Front or back or both?
People generally use either the same studs in the front shoes as behind, or slightly larger ones in the hind shoes – never the other way round. If you use two studs in each shoe, either use the same ones inside and out, or smaller ones on the inside to reduce the risk of your horse catching itself with the stud in the other shoe.
How many studs should I use per shoe?
It’s all about grip, and if you use two studs per shoe rather than one, you will improve the grip for your horse. It’s also thought the more symmetrical action of two studs stops any twisting of the limbs caused by one side of the shoe gripping better than the other, and hence reduces the risk of injury. Experts and farriers recommend using a pair of studs (one in each side of the shoe) in either both rear shoes or all four shoes in order to maintain foot balance.

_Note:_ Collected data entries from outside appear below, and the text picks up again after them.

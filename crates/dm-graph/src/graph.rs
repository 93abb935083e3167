//! Core graph data structures.

use std::collections::HashMap;

use dm_core::NodeId;

/// A node as handed over by the definition loader, before validation.
#[derive(Debug, Clone, PartialEq, Eq)]
pub struct NodeSpec {
    pub id: String,
    /// Operation name followed by literal arguments, e.g. `"add 5"`.
    pub operation: String,
}

impl NodeSpec {
    pub fn new(id: impl Into<String>, operation: impl Into<String>) -> Self {
        Self {
            id: id.into(),
            operation: operation.into(),
        }
    }
}

/// A transition as handed over by the definition loader, before validation.
#[derive(Debug, Clone, PartialEq, Eq)]
pub struct EdgeSpec {
    pub from: String,
    pub to: String,
}

impl EdgeSpec {
    pub fn new(from: impl Into<String>, to: impl Into<String>) -> Self {
        Self {
            from: from.into(),
            to: to.into(),
        }
    }
}

/// A validated node in the graph.
#[derive(Debug, Clone, PartialEq, Eq)]
pub struct Node {
    pub id: NodeId,
    pub operation: String,
}

/// An accepted transition: both endpoints exist in the graph.
///
/// The `to` node consumes the output of the `from` node.
#[derive(Debug, Clone, PartialEq, Eq, Hash)]
pub struct Edge {
    pub from: NodeId,
    pub to: NodeId,
}

/// The graph: a validated, immutable collection of nodes and transitions.
///
/// The graph stores:
/// - Nodes in declaration order, plus a lookup from id to position.
/// - Successor and predecessor lists per node (parallel to `nodes`), each in
///   transition declaration order.
///
/// Declaration order is the only iteration order exposed, so everything
/// derived from the graph is reproducible.
#[derive(Debug, Clone, Default)]
pub struct Graph {
    pub(crate) nodes: Vec<Node>,
    pub(crate) positions: HashMap<NodeId, usize>,
    pub(crate) successors: Vec<Vec<NodeId>>,
    pub(crate) predecessors: Vec<Vec<NodeId>>,
    pub(crate) edges: Vec<Edge>,
}

impl Graph {
    /// Return all nodes in declaration order.
    pub fn nodes(&self) -> &[Node] {
        &self.nodes
    }

    /// Return all accepted transitions in declaration order.
    pub fn edges(&self) -> &[Edge] {
        &self.edges
    }

    /// Number of nodes.
    pub fn len(&self) -> usize {
        self.nodes.len()
    }

    pub fn is_empty(&self) -> bool {
        self.nodes.is_empty()
    }

    pub fn contains(&self, id: &str) -> bool {
        self.positions.contains_key(id)
    }

    /// Declaration position of a node.
    pub fn position(&self, id: &str) -> Option<usize> {
        self.positions.get(id).copied()
    }

    /// Get a node by ID.
    pub fn node(&self, id: &str) -> Option<&Node> {
        self.position(id).map(|i| &self.nodes[i])
    }

    /// Nodes consuming the output of `id` (empty for unknown ids).
    pub fn successors(&self, id: &str) -> &[NodeId] {
        match self.position(id) {
            Some(i) => &self.successors[i],
            None => &[],
        }
    }

    /// Nodes whose outputs `id` consumes, in input order (empty for unknown ids).
    pub fn predecessors(&self, id: &str) -> &[NodeId] {
        match self.position(id) {
            Some(i) => &self.predecessors[i],
            None => &[],
        }
    }
}

#[cfg(test)]
mod tests {
    use super::*;
    use crate::builder::GraphBuilder;

    #[test]
    fn spec_constructors() {
        let node = NodeSpec::new("R", "add 5");
        assert_eq!(node.id, "R");
        assert_eq!(node.operation, "add 5");

        let edge = EdgeSpec::new("R", "L");
        assert_eq!(edge.from, "R");
        assert_eq!(edge.to, "L");
    }

    #[test]
    fn unknown_ids_have_no_neighbours() {
        let graph = Graph::default();
        assert!(graph.is_empty());
        assert!(graph.successors("nope").is_empty());
        assert!(graph.predecessors("nope").is_empty());
        assert!(graph.node("nope").is_none());
    }

    #[test]
    fn accessors() {
        let mut builder = GraphBuilder::new();
        builder.add_node("R", "add 1").add_node("L", "sum");
        builder.add_transition("R", "L");
        let graph = builder.build().unwrap();

        assert_eq!(graph.len(), 2);
        assert!(graph.contains("R"));
        assert_eq!(graph.position("L"), Some(1));
        assert_eq!(graph.node("R").unwrap().operation, "add 1");
        assert_eq!(graph.successors("R"), ["L"]);
        assert_eq!(graph.predecessors("L"), ["R"]);
        assert_eq!(graph.edges().len(), 1);
    }
}
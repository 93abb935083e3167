//! Stable indexing for ordering and scheduling.
//!
//! Provides bidirectional mappings between node ids and contiguous indices
//! (0..N, declaration order) plus index-based adjacency, so algorithms can
//! work on plain vectors instead of hashing ids on every step.

use std::collections::HashMap;

use dm_core::NodeId;

use crate::error::{GraphError, GraphResult};
use crate::graph::Graph;

/// Index map providing contiguous indices for graph nodes.
///
/// Index `i` is the node declared at position `i`. Adjacency lists keep
/// transition declaration order and edge multiplicity.
#[derive(Debug, Clone)]
pub struct IndexMap {
    /// Contiguous list of node IDs (index -> NodeId).
    node_ids: Vec<NodeId>,

    /// Reverse lookup: NodeId -> index.
    node_to_idx: HashMap<NodeId, usize>,

    /// Predecessor indices per node.
    predecessors: Vec<Vec<usize>>,

    /// Successor indices per node.
    successors: Vec<Vec<usize>>,
}

impl IndexMap {
    /// Build an index map from a graph.
    pub fn from_graph(graph: &Graph) -> Self {
        // Positions are already contiguous by construction
        let node_ids: Vec<NodeId> = graph.nodes().iter().map(|n| n.id.clone()).collect();

        let to_indices = |ids: &[NodeId]| -> Vec<usize> {
            ids.iter()
                .filter_map(|id| graph.position(id.as_str()))
                .collect()
        };
        let predecessors = graph.predecessors.iter().map(|p| to_indices(p)).collect();
        let successors = graph.successors.iter().map(|s| to_indices(s)).collect();

        Self {
            node_ids,
            node_to_idx: graph.positions.clone(),
            predecessors,
            successors,
        }
    }

    /// Number of nodes in the index.
    pub fn node_count(&self) -> usize {
        self.node_ids.len()
    }

    /// Get the contiguous index for a node ID.
    pub fn node_idx(&self, id: &str) -> GraphResult<usize> {
        self.node_to_idx
            .get(id)
            .copied()
            .ok_or_else(|| GraphError::UnknownNode { id: id.to_string() })
    }

    /// Get the node ID for a contiguous index (panics if out of bounds).
    pub fn node_id(&self, i: usize) -> &NodeId {
        &self.node_ids[i]
    }

    /// Predecessor indices of node `i`, in input order.
    pub fn predecessors(&self, i: usize) -> &[usize] {
        &self.predecessors[i]
    }

    /// Successor indices of node `i`.
    pub fn successors(&self, i: usize) -> &[usize] {
        &self.successors[i]
    }

    /// Number of incoming transitions per node (counting duplicates).
    pub fn in_degrees(&self) -> Vec<usize> {
        self.predecessors.iter().map(Vec::len).collect()
    }

    /// Iterate over all node IDs in index order.
    pub fn node_ids(&self) -> &[NodeId] {
        &self.node_ids
    }
}
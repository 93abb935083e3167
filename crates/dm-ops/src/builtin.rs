//! Builtin arithmetic operations.
//!
//! `add` and `multiply` read only the first input; any further inputs are
//! ignored. `sum` folds over every input, including the root's single
//! starting value.

use dm_core::{Value, truncate_to_value};

use crate::error::{OpError, OpResult};
use crate::operation::{ArgKind, Arity, Literal, Operation};

/// `add <integer>`: first input plus the literal.
#[derive(Debug, Clone, Copy, Default)]
pub struct Add;

impl Operation for Add {
    fn inputs(&self) -> Arity {
        Arity::AtLeast(1)
    }

    fn arguments(&self) -> &[ArgKind] {
        &[ArgKind::Integer]
    }

    fn apply(&self, args: &[Literal], inputs: &[Value]) -> OpResult<Value> {
        let amount = Literal::integer(args, 0)?;
        first(inputs, "add")?
            .checked_add(amount)
            .ok_or(OpError::Overflow { what: "add" })
    }
}

/// `multiply <float>`: first input times the literal, truncated toward zero.
#[derive(Debug, Clone, Copy, Default)]
pub struct Multiply;

impl Operation for Multiply {
    fn inputs(&self) -> Arity {
        Arity::AtLeast(1)
    }

    fn arguments(&self) -> &[ArgKind] {
        &[ArgKind::Float]
    }

    fn apply(&self, args: &[Literal], inputs: &[Value]) -> OpResult<Value> {
        let factor = Literal::float(args, 0)?;
        let product = first(inputs, "multiply")? as f64 * factor;
        Ok(truncate_to_value(product, "multiply")?)
    }
}

/// `sum`: sum of all inputs (0 when there are none).
#[derive(Debug, Clone, Copy, Default)]
pub struct Sum;

impl Operation for Sum {
    fn inputs(&self) -> Arity {
        Arity::AtLeast(0)
    }

    fn apply(&self, _args: &[Literal], inputs: &[Value]) -> OpResult<Value> {
        inputs
            .iter()
            .try_fold(0 as Value, |acc, &v| acc.checked_add(v))
            .ok_or(OpError::Overflow { what: "sum" })
    }
}

fn first(inputs: &[Value], name: &str) -> OpResult<Value> {
    inputs.first().copied().ok_or_else(|| OpError::InputCount {
        name: name.to_string(),
        expected: Arity::AtLeast(1),
        got: 0,
    })
}


#[cfg(test)]
mod proptests {
    use super::*;
    use proptest::prelude::*;

    proptest! {
        #[test]
        fn sum_matches_wide_addition(values in prop::collection::vec(-1_000_000_i64..1_000_000, 0..16)) {
            let expected: i128 = values.iter().map(|&v| v as i128).sum();
            prop_assert_eq!(Sum.apply(&[], &values).unwrap() as i128, expected);
        }

        #[test]
        fn multiply_by_integer_factor_is_exact(x in -1_000_000_i64..1_000_000, k in -100_i64..100) {
            let out = Multiply.apply(&[Literal::Float(k as f64)], &[x]).unwrap();
            prop_assert_eq!(out, x * k);
        }
    }
}
use std::path::{Path, PathBuf};

use clap::{Parser, Subcommand};
use dm_core::Value;
use dm_exec::{
    Engine, ExecError, ExecutionMode, NodeEvent, NoopObserver, Plan, RunOptions, TracingObserver,
};
use dm_graph::{Graph, GraphError, resolve};
use dm_project::{DagDef, ProjectError};
use tracing_subscriber::EnvFilter;

/// Starting value used when neither the command line nor the file sets one.
const DEFAULT_STARTING_VALUE: Value = 13;

#[derive(Parser)]
#[command(name = "dagman")]
#[command(about = "dagman - run a DAG of arithmetic nodes", long_about = None)]
struct Cli {
    #[command(subcommand)]
    command: Commands,
}

#[derive(Subcommand)]
enum Commands {
    /// Check a DAG file: structure, cycles, root/leaf and operations
    Validate {
        /// Path to the DAG file (YAML, or JSON by extension)
        dag_path: PathBuf,
    },
    /// Dump nodes with their successors and predecessors
    Show {
        /// Path to the DAG file
        dag_path: PathBuf,
    },
    /// Print the execution order
    Order {
        /// Path to the DAG file
        dag_path: PathBuf,
    },
    /// Execute the DAG and print the leaf's value
    Run {
        /// Path to the DAG file
        dag_path: PathBuf,
        /// Value fed to the root (overrides the file's starting_value)
        #[arg(long, allow_hyphen_values = true)]
        start: Option<Value>,
        /// Run independent nodes concurrently
        #[arg(long)]
        parallel: bool,
        /// Worker threads for --parallel (defaults to one per core)
        #[arg(long, requires = "parallel")]
        threads: Option<usize>,
        /// Print every executed node
        #[arg(short, long)]
        verbose: bool,
        /// Print the full outcome as JSON
        #[arg(long)]
        json: bool,
    },
}

#[derive(thiserror::Error, Debug)]
enum CliError {
    #[error(transparent)]
    Project(#[from] ProjectError),

    #[error("Configuration error: {0}")]
    Graph(#[from] GraphError),

    #[error("Execution error: {0}")]
    Exec(ExecError),

    #[error("JSON error: {0}")]
    Json(#[from] serde_json::Error),
}

impl From<ExecError> for CliError {
    fn from(err: ExecError) -> Self {
        match err {
            ExecError::Graph(err) => CliError::Graph(err),
            other => CliError::Exec(other),
        }
    }
}

type CliResult<T> = Result<T, CliError>;

fn main() -> CliResult<()> {
    let cli = Cli::parse();

    tracing_subscriber::fmt()
        .with_env_filter(
            EnvFilter::try_from_default_env().unwrap_or_else(|_| EnvFilter::new(default_filter(&cli))),
        )
        .with_writer(std::io::stderr)
        .init();

    match cli.command {
        Commands::Validate { dag_path } => cmd_validate(&dag_path),
        Commands::Show { dag_path } => cmd_show(&dag_path),
        Commands::Order { dag_path } => cmd_order(&dag_path),
        Commands::Run {
            dag_path,
            start,
            parallel,
            threads,
            verbose,
            json,
        } => {
            let mode = if parallel {
                ExecutionMode::Parallel { threads }
            } else {
                ExecutionMode::Sequential
            };
            cmd_run(&dag_path, start, RunOptions { mode }, verbose, json)
        }
    }
}

/// Log filter used when `RUST_LOG` is unset. A verbose JSON run reports
/// nodes through `TracingObserver`, which logs at `info`.
fn default_filter(cli: &Cli) -> &'static str {
    match cli.command {
        Commands::Run {
            verbose: true,
            json: true,
            ..
        } => "dm_exec=info,warn",
        _ => "warn",
    }
}

fn load(dag_path: &Path) -> CliResult<(DagDef, Graph)> {
    let dag = dm_project::load(dag_path)?;
    let graph = dag.builder().build()?;
    tracing::debug!(path = %dag_path.display(), nodes = graph.len(), "loaded DAG");
    Ok((dag, graph))
}

fn cmd_validate(dag_path: &Path) -> CliResult<()> {
    println!("Validating DAG: {}", dag_path.display());
    let dag = dm_project::load(dag_path)?;
    let (graph, warnings) = dag.builder().build_with_report()?;
    let plan = Plan::prepare(&graph)?;
    Engine::with_builtins().check_operations(&graph)?;

    for warning in &warnings {
        println!("  ⚠ {warning}");
    }
    println!(
        "✓ DAG is valid ({} nodes, {} transitions, root {}, leaf {})",
        graph.len(),
        graph.edges().len(),
        plan.root(),
        plan.leaf()
    );
    Ok(())
}

fn cmd_show(dag_path: &Path) -> CliResult<()> {
    let (dag, graph) = load(dag_path)?;
    let fallback = dag_path
        .file_stem()
        .map(|s| s.to_string_lossy().into_owned())
        .unwrap_or_default();
    println!("DAG: {}", dag.display_name(&fallback));

    println!("Nodes:");
    for node in graph.nodes() {
        println!("  {} - {}", node.id, node.operation);
        println!("    next: {}", join(graph.successors(node.id.as_str())));
        println!("    after: {}", join(graph.predecessors(node.id.as_str())));
    }

    println!("Roots: {}", join(resolve::roots(&graph)));
    println!("Leaves: {}", join(resolve::leaves(&graph)));
    Ok(())
}

fn cmd_order(dag_path: &Path) -> CliResult<()> {
    let (_dag, graph) = load(dag_path)?;
    let order = dm_graph::sort::topological_order(&graph)?;
    for (i, id) in order.iter().enumerate() {
        println!("{:>3}. {}", i + 1, id);
    }
    Ok(())
}

fn cmd_run(
    dag_path: &Path,
    start: Option<Value>,
    options: RunOptions,
    verbose: bool,
    json: bool,
) -> CliResult<()> {
    let (dag, graph) = load(dag_path)?;
    let plan = Plan::prepare(&graph)?;
    let starting_value = start
        .or(dag.starting_value)
        .unwrap_or(DEFAULT_STARTING_VALUE);

    let engine = Engine::with_builtins();
    let print_node = |event: &NodeEvent<'_>| {
        println!(
            "executing node {} ({}) inputs {:?} -> {}",
            event.node, event.operation, event.inputs, event.output
        );
    };
    // stdout carries only the JSON document, so node events go to the log
    let outcome = match (verbose, json) {
        (true, false) => engine.execute(&plan, starting_value, &options, &print_node)?,
        (true, true) => engine.execute(&plan, starting_value, &options, &TracingObserver)?,
        (false, _) => engine.execute(&plan, starting_value, &options, &NoopObserver)?,
    };

    if json {
        println!("{}", serde_json::to_string_pretty(&outcome)?);
    } else {
        println!("Result ({}): {}", outcome.leaf, outcome.result);
    }
    Ok(())
}

fn join<T: std::fmt::Display>(items: impl IntoIterator<Item = T>) -> String {
    let parts: Vec<String> = items.into_iter().map(|item| item.to_string()).collect();
    if parts.is_empty() {
        "-".to_string()
    } else {
        parts.join(", ")
    }
}
//! Error types for graph execution.

use dm_core::NodeId;
use dm_graph::GraphError;
use dm_ops::OpError;
use thiserror::Error;

/// Result type for execution.
pub type ExecResult<T> = Result<T, ExecError>;

/// Errors that abort a run.
#[derive(Debug, Error, Clone, PartialEq)]
pub enum ExecError {
    /// The graph cannot be executed as declared (surfaced by [`crate::Plan`]).
    #[error(transparent)]
    Graph(#[from] GraphError),

    /// An id handed to the engine is not part of the graph.
    #[error("Node '{node}' not found in graph")]
    UnknownNode { node: String },

    /// A predecessor had no recorded output when the node was reached.
    #[error("Node '{node}' is missing the output of dependency '{dependency}'")]
    MissingDependency { node: NodeId, dependency: NodeId },

    /// A node was scheduled a second time.
    #[error("Node '{node}' already has a recorded output")]
    AlreadyExecuted { node: NodeId },

    /// The node's operation failed.
    #[error("Node '{node}' ({operation}) failed: {source}")]
    Operation {
        node: NodeId,
        operation: String,
        #[source]
        source: OpError,
    },

    /// The run finished without an output for the leaf.
    ///
    /// A successful run of a prepared [`crate::Plan`] always records the
    /// leaf; this guards `Engine::execute` against an engine walk that
    /// skips it.
    #[error("Leaf '{node}' produced no output")]
    MissingResult { node: NodeId },

    /// Parallel run ended with nodes whose predecessors never completed.
    #[error("{pending} node(s) never became ready")]
    Stalled { pending: usize },

    #[error("Failed to build worker pool: {what}")]
    ThreadPool { what: String },
}

impl ExecError {
    /// The operation error behind an `Operation` failure, if any.
    pub fn operation_error(&self) -> Option<&OpError> {
        match self {
            ExecError::Operation { source, .. } => Some(source),
            _ => None,
        }
    }
}
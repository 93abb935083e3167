use crate::CoreError;

/// Integer type carried along every edge of the graph.
pub type Value = i64;

/// 2^63, the first float that no longer fits into `Value`.
const VALUE_LIMIT: f64 = 9_223_372_036_854_775_808.0;

/// Narrow a float to `Value`, truncating toward zero.
///
/// Fails instead of saturating when `v` is NaN, infinite, or outside the
/// range of `Value` after truncation.
pub fn truncate_to_value(v: f64, what: &'static str) -> Result<Value, CoreError> {
    if !v.is_finite() {
        return Err(CoreError::NonFinite { what, value: v });
    }
    let t = v.trunc();
    if t < -VALUE_LIMIT || t >= VALUE_LIMIT {
        return Err(CoreError::OutOfRange { what, value: v });
    }
    Ok(t as Value)
}
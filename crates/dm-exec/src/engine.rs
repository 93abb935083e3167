//! Sequential execution engine.

use dm_core::{NodeId, Value};
use dm_graph::{Graph, Node};
use dm_ops::OperationRegistry;
use serde::{Deserialize, Serialize};

use crate::error::{ExecError, ExecResult};
use crate::observer::{NodeEvent, NodeObserver, NoopObserver};
use crate::outputs::Outputs;
use crate::plan::Plan;

/// How a plan is executed.
#[derive(Debug, Clone, Copy, PartialEq, Eq, Default, Serialize, Deserialize)]
#[serde(tag = "type")]
pub enum ExecutionMode {
    /// One node at a time, in plan order.
    #[default]
    Sequential,
    /// Independent nodes run concurrently on a rayon pool.
    Parallel {
        /// Worker count; `None` uses rayon's default.
        #[serde(default, skip_serializing_if = "Option::is_none")]
        threads: Option<usize>,
    },
}

/// Runtime options for [`Engine::execute`].
#[derive(Debug, Clone, Copy, PartialEq, Eq, Default, Serialize, Deserialize)]
pub struct RunOptions {
    #[serde(default)]
    pub mode: ExecutionMode,
}

/// Result of executing a plan.
#[derive(Debug, Clone, PartialEq, Eq, Serialize)]
pub struct RunOutcome {
    pub outputs: Outputs,
    pub leaf: NodeId,
    /// Output of the leaf node.
    pub result: Value,
}

/// Executes graphs against an operation registry.
#[derive(Debug, Clone)]
pub struct Engine {
    registry: OperationRegistry,
}

impl Default for Engine {
    fn default() -> Self {
        Self::with_builtins()
    }
}

impl Engine {
    pub fn new(registry: OperationRegistry) -> Self {
        Self { registry }
    }

    /// Engine over the builtin `add`, `multiply` and `sum` operations.
    pub fn with_builtins() -> Self {
        Self::new(OperationRegistry::with_builtins())
    }

    pub fn registry(&self) -> &OperationRegistry {
        &self.registry
    }

    /// Run `order` over `graph`, feeding `starting_value` to `root`.
    ///
    /// Returns every node's output; callers read the leaf's entry.
    pub fn run(
        &self,
        graph: &Graph,
        order: &[NodeId],
        root: &NodeId,
        starting_value: Value,
    ) -> ExecResult<Outputs> {
        self.run_observed(graph, order, root, starting_value, &NoopObserver)
    }

    /// Same as [`Engine::run`], reporting each executed node to `observer`.
    ///
    /// The walk is a single pass. The first failure aborts the run and no
    /// later node executes.
    pub fn run_observed(
        &self,
        graph: &Graph,
        order: &[NodeId],
        root: &NodeId,
        starting_value: Value,
        observer: &dyn NodeObserver,
    ) -> ExecResult<Outputs> {
        if !graph.contains(root.as_str()) {
            return Err(ExecError::UnknownNode {
                node: root.to_string(),
            });
        }

        let mut outputs = Outputs::with_capacity(order.len());
        for id in order {
            let node = graph
                .node(id.as_str())
                .ok_or_else(|| ExecError::UnknownNode {
                    node: id.to_string(),
                })?;
            if outputs.contains(id.as_str()) {
                return Err(ExecError::AlreadyExecuted { node: id.clone() });
            }

            let inputs = if node.id == *root {
                vec![starting_value]
            } else {
                gather_inputs(graph, node, |dep| outputs.get(dep.as_str()))?
            };
            let output = self.execute_node(node, &inputs)?;
            observer.node_executed(&NodeEvent {
                node: &node.id,
                operation: &node.operation,
                inputs: &inputs,
                output,
            });
            outputs.record(node.id.clone(), output)?;
        }

        tracing::debug!(executed = outputs.len(), "run finished");
        Ok(outputs)
    }

    /// Execute a prepared plan in the configured mode.
    pub fn execute(
        &self,
        plan: &Plan<'_>,
        starting_value: Value,
        options: &RunOptions,
        observer: &dyn NodeObserver,
    ) -> ExecResult<RunOutcome> {
        let outputs = match options.mode {
            ExecutionMode::Sequential => self.run_observed(
                plan.graph(),
                plan.order(),
                plan.root(),
                starting_value,
                observer,
            )?,
            ExecutionMode::Parallel { threads } => self.run_parallel(
                plan.graph(),
                plan.root(),
                starting_value,
                threads,
                observer,
            )?,
        };

        let leaf = plan.leaf().clone();
        let result = outputs
            .get(leaf.as_str())
            .ok_or_else(|| ExecError::MissingResult { node: leaf.clone() })?;
        Ok(RunOutcome {
            outputs,
            leaf,
            result,
        })
    }

    /// Resolve every node's operation and parse its literals without
    /// running anything.
    pub fn check_operations(&self, graph: &Graph) -> ExecResult<()> {
        for node in graph.nodes() {
            self.registry
                .check(&node.operation)
                .map_err(|source| ExecError::Operation {
                    node: node.id.clone(),
                    operation: node.operation.clone(),
                    source,
                })?;
        }
        Ok(())
    }

    pub(crate) fn execute_node(&self, node: &Node, inputs: &[Value]) -> ExecResult<Value> {
        self.registry
            .invoke(&node.operation, inputs)
            .map_err(|source| ExecError::Operation {
                node: node.id.clone(),
                operation: node.operation.clone(),
                source,
            })
    }
}

/// Collect the outputs of `node`'s predecessors, in predecessor order.
pub(crate) fn gather_inputs(
    graph: &Graph,
    node: &Node,
    output_of: impl Fn(&NodeId) -> Option<Value>,
) -> ExecResult<Vec<Value>> {
    graph
        .predecessors(node.id.as_str())
        .iter()
        .map(|dep| {
            output_of(dep).ok_or_else(|| ExecError::MissingDependency {
                node: node.id.clone(),
                dependency: dep.clone(),
            })
        })
        .collect()
}

#[cfg(test)]
mod tests {
    use super::*;
    use dm_graph::GraphBuilder;
    use dm_ops::OpError;

    fn chain() -> Graph {
        let mut builder = GraphBuilder::new();
        builder.add_node("R", "add 5").add_node("L", "multiply 2");
        builder.add_transition("R", "L");
        builder.build().unwrap()
    }

    fn id(s: &str) -> NodeId {
        NodeId::new(s).unwrap()
    }

    #[test]
    fn run_chain() {
        let graph = chain();
        let engine = Engine::with_builtins();
        let outputs = engine.run(&graph, &[id("R"), id("L")], &id("R"), 10).unwrap();
        assert_eq!(outputs.get("R"), Some(15));
        assert_eq!(outputs.get("L"), Some(30));
        assert_eq!(outputs.record_order(), ["R", "L"]);
    }

    #[test]
    fn wrong_order_is_missing_dependency() {
        let graph = chain();
        let engine = Engine::with_builtins();
        let err = engine
            .run(&graph, &[id("L"), id("R")], &id("R"), 10)
            .unwrap_err();
        assert_eq!(
            err,
            ExecError::MissingDependency {
                node: id("L"),
                dependency: id("R"),
            }
        );
    }

    #[test]
    fn repeated_node_in_order() {
        let graph = chain();
        let engine = Engine::with_builtins();
        let err = engine
            .run(&graph, &[id("R"), id("R")], &id("R"), 1)
            .unwrap_err();
        assert_eq!(err, ExecError::AlreadyExecuted { node: id("R") });
    }

    #[test]
    fn unknown_ids_are_rejected() {
        let graph = chain();
        let engine = Engine::with_builtins();
        assert!(matches!(
            engine.run(&graph, &[id("R")], &id("ghost"), 1),
            Err(ExecError::UnknownNode { .. })
        ));
        assert!(matches!(
            engine.run(&graph, &[id("R"), id("ghost")], &id("R"), 1),
            Err(ExecError::UnknownNode { node }) if node == "ghost"
        ));
    }

    #[test]
    fn check_operations_reports_node() {
        let mut builder = GraphBuilder::new();
        builder.add_node("R", "add 1").add_node("L", "multiply many");
        builder.add_transition("R", "L");
        let graph = builder.build().unwrap();

        let err = Engine::with_builtins().check_operations(&graph).unwrap_err();
        match err {
            ExecError::Operation {
                node,
                operation,
                source,
            } => {
                assert_eq!(node, id("L"));
                assert_eq!(operation, "multiply many");
                assert!(matches!(source, OpError::InvalidArgument { .. }));
            }
            other => panic!("unexpected error: {other}"),
        }
    }

    #[test]
    fn run_options_from_json() {
        let options: RunOptions =
            serde_json::from_str(r#"{"mode":{"type":"Parallel","threads":2}}"#).unwrap();
        assert_eq!(
            options.mode,
            ExecutionMode::Parallel { threads: Some(2) }
        );
        assert_eq!(
            serde_json::from_str::<RunOptions>("{}").unwrap(),
            RunOptions::default()
        );
    }
}
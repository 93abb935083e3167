//! DAG file schema definitions.

use dm_graph::{EdgeSpec, GraphBuilder, NodeSpec};
use serde::{Deserialize, Serialize};

#[derive(Debug, Clone, Default, Serialize, Deserialize, PartialEq, Eq)]
pub struct DagDef {
    #[serde(default, skip_serializing_if = "Option::is_none")]
    pub name: Option<String>,
    /// Value handed to the root when the caller does not supply one.
    #[serde(default, skip_serializing_if = "Option::is_none")]
    pub starting_value: Option<i64>,
    #[serde(default)]
    pub nodes: Vec<NodeDef>,
    #[serde(default)]
    pub transitions: Vec<TransitionDef>,
}

#[derive(Debug, Clone, Serialize, Deserialize, PartialEq, Eq)]
pub struct NodeDef {
    pub id: String,
    /// Operation text, e.g. `add 5`.
    pub implementation: String,
}

#[derive(Debug, Clone, Serialize, Deserialize, PartialEq, Eq)]
pub struct TransitionDef {
    pub from: String,
    pub to: String,
}

impl DagDef {
    /// Node and edge specs in declaration order.
    pub fn to_specs(&self) -> (Vec<NodeSpec>, Vec<EdgeSpec>) {
        let nodes = self
            .nodes
            .iter()
            .map(|n| NodeSpec::new(n.id.as_str(), n.implementation.as_str()))
            .collect();
        let transitions = self
            .transitions
            .iter()
            .map(|t| EdgeSpec::new(t.from.as_str(), t.to.as_str()))
            .collect();
        (nodes, transitions)
    }

    pub fn builder(&self) -> GraphBuilder {
        let (nodes, transitions) = self.to_specs();
        GraphBuilder::from_specs(nodes, transitions)
    }

    /// Display name, falling back to `fallback` (usually the file stem).
    pub fn display_name<'a>(&'a self, fallback: &'a str) -> &'a str {
        self.name.as_deref().unwrap_or(fallback)
    }
}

What are the risks of using studs?
There are some risks and the main ones are that the horse might catch itself with a stud, particularly if you are using them on the inside as well as the outside of the shoe. You can help to reduce the chances of this by using a smaller stud on the inside. Also consider a stud guard girth if you are jumping, to prevent the horse wounding his underside from studs in the front shoes.
Also, if you were to fall off and get trodden on, that’s going to hurt especially if the stud is a large one!
What kit do I need?
You can buy stud kits which come with all the tools and studs you might need, but you can also make up your own. We suggest you have a selection of square/domed and pointed studs – 4 or better still 8 of each. You will need a tapper (to clean the thread in the stud hole before use), a spanner to tighten the stud in, and a strong back to do all four shoes! Another great bit of kit is a magnetic bowl or wrist band which keeps the studs all together and close at hand for fitting purposes. Don’t forget cotton wool or other plug material – more on that next!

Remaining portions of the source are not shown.